| DATA FOR ANALYSIS |
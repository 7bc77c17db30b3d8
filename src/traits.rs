//! Provide traits for different classes of algorithms
//!

use crate::dataset::{DatasetBase, Records};

/// Fittable algorithms
///
/// A fittable algorithm takes a dataset and creates a concept of some kind about it. For example
/// a nearest neighbour classifier stores the training records it later compares queries against.
///
/// Implementations are usually on the checked hyperparameters of an algorithm, the fitted model is
/// returned as `Object`.
pub trait Fit<R: Records, T, E: std::error::Error + From<crate::error::Error>> {
    type Object;

    fn fit(&self, dataset: &DatasetBase<R, T>) -> Result<Self::Object, E>;
}

/// Predict with a model
///
/// A fitted model maps records `R` to targets `T`. Models which can refuse a prediction (for
/// example because they were never fitted) use a `Result` as `T`.
pub trait Predict<R, T> {
    fn predict(&self, x: R) -> T;
}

| TASK |
Your answer must be an exact transcription of every record above.

| ANSWER BOX |
repository 7bc77c17db30b3d8
filename src/traits.rs
//! Provide traits for different classes of algorithms
//!

use crate::dataset::{DatasetBase, Records};

/// Fittable algorithms
///
/// A fittable algorithm takes a dataset and creates a concept of some kind about it. For example
/// a nearest neighbour classifier stores the training records it later compares queries against.
///
/// Implementations are usually on the checked hyperparameters of an algorithm, the fitted model is
/// returned as `Object`.
pub trait Fit<R: Records, T, E: std::error::Error + From<crate::error::Error>> {
    type Object;

    fn fit(&self, dataset: &DatasetBase<R, T>) -> Result<Self::Object, E>;
}

/// Predict with a model
///
/// A fitted model maps records `R` to targets `T`. Models which can refuse a prediction (for
/// example because they were never fitted) use a `Result` as `T`.
pub trait Predict<R, T> {
    fn predict(&self, x: R) -> T;
}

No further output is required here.